Inflammatory bowel disease (IBD) constitutes a severe intestinal disorder in developed countries with increasing incidence worldwide. Upcoming evidence indicates an important role of intestinal epithelial barrier function in the development of IBD. Fatty acids exert nutritional and protective effects on enterocytes, serve as activators of transcription and constitute precursors of inflammatory mediators. The aim of this study was to investigate differential regulation of genes involved in fatty acid uptake and endogenous fatty acid biosynthesis in IBD. Mucosal biopsy specimens from non-affected regions of the intestine were subjected to DNA microarray analysis. Gene array analysis revealed a variety of genes involved in fatty acid uptake and synthesis to be differentially expressed in ileum and colon of selected IBD patients.

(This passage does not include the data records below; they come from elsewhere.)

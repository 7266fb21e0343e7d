/*
 * Copyright (c) 2024. Govcraft
 *
 * Licensed under either of
 *   * Apache License, Version 2.0 (the "License");
 *     you may not use this file except in compliance with the License.
 *     You may obtain a copy of the License at http://www.apache.org/licenses/LICENSE-2.0
 *   * MIT license: http://opensource.org/licenses/MIT
 *
 * Unless required by applicable law or agreed to in writing, software
 * distributed under the License is distributed on an "AS IS" BASIS,
 * WITHOUT WARRANTIES OR CONDITIONS OF ANY KIND, either express or implied.
 * See the applicable License for the specific language governing permissions and
 * limitations under that License.
 */

use serde_json::Value;
use tracing::trace;

use crate::prelude::*;

/// Topic namespace the echo agent answers to.
pub const ECHO_TOPIC: &str = "echo";
/// Topic of echo replies.
pub const ECHO_REPLY_TOPIC: &str = "echo.reply";

/// Replies to `echo` and `echo.*` messages.
///
/// The reply goes back to the original sender on `echo.reply`, with the original
/// payload wrapped under the `echo` key. Any other topic is ignored.
#[switchboard_agent]
pub struct EchoAgent {
    core: AgentCore,
}

impl EchoAgent {
    /// Creates an echo agent.
    ///
    /// # Errors
    ///
    /// [`BusError::InvalidName`] for an empty or blank name.
    pub fn new(name: impl Into<String>) -> Result<Self, BusError> {
        Ok(Self {
            core: AgentCore::new(name)?,
        })
    }
}

impl Agent for EchoAgent {
    fn handle(&self, message: &Message) -> Result<(), BusError> {
        if !topic_in_namespace(message.topic(), ECHO_TOPIC) {
            return Ok(());
        }
        trace!(agent = %self.name(), from = %message.sender(), "echoing");
        let mut reply = Payload::new();
        reply.insert("echo".to_string(), Value::Object(message.payload().clone()));
        self.send(Recipient::to(message.sender()), ECHO_REPLY_TOPIC, reply)
    }
}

To verify these results, real-time RT-PCR was performed for selected regulated candidate genes in larger IBD sample numbers. In single biopsy analysis long chain acyl-CoA synthetase (ACSL) 1 and 4 were upregulated in IBD (P<0.05), while a significant decrease in fatty acid synthase expression was found in ileum and colon of ulcerative colitis patients (P<0.001). Expression of the transcription factor liver X receptor (LXR) which was previously shown to induce fatty acid synthase gene expression was not altered on mRNA level in IBD. However, in cell culture experiments using the human intestinal cell line LS174T induction of fatty acid synthase by the LXR ligand T0901317 was inhibited by TNFalpha. Moreover, these experiments indicated a decrease of LXR protein levels by TNFalpha treatment. These data suggest that the decrease of fatty acid synthase expression in ulcerative colitis patients could be at least partially due to a loss of LXR expression and function in the presence of pro-inflammatory cytokines. Observed alterations in expression of genes of fatty acid metabolism may contribute to the pathophysiology of ulcerative colitis.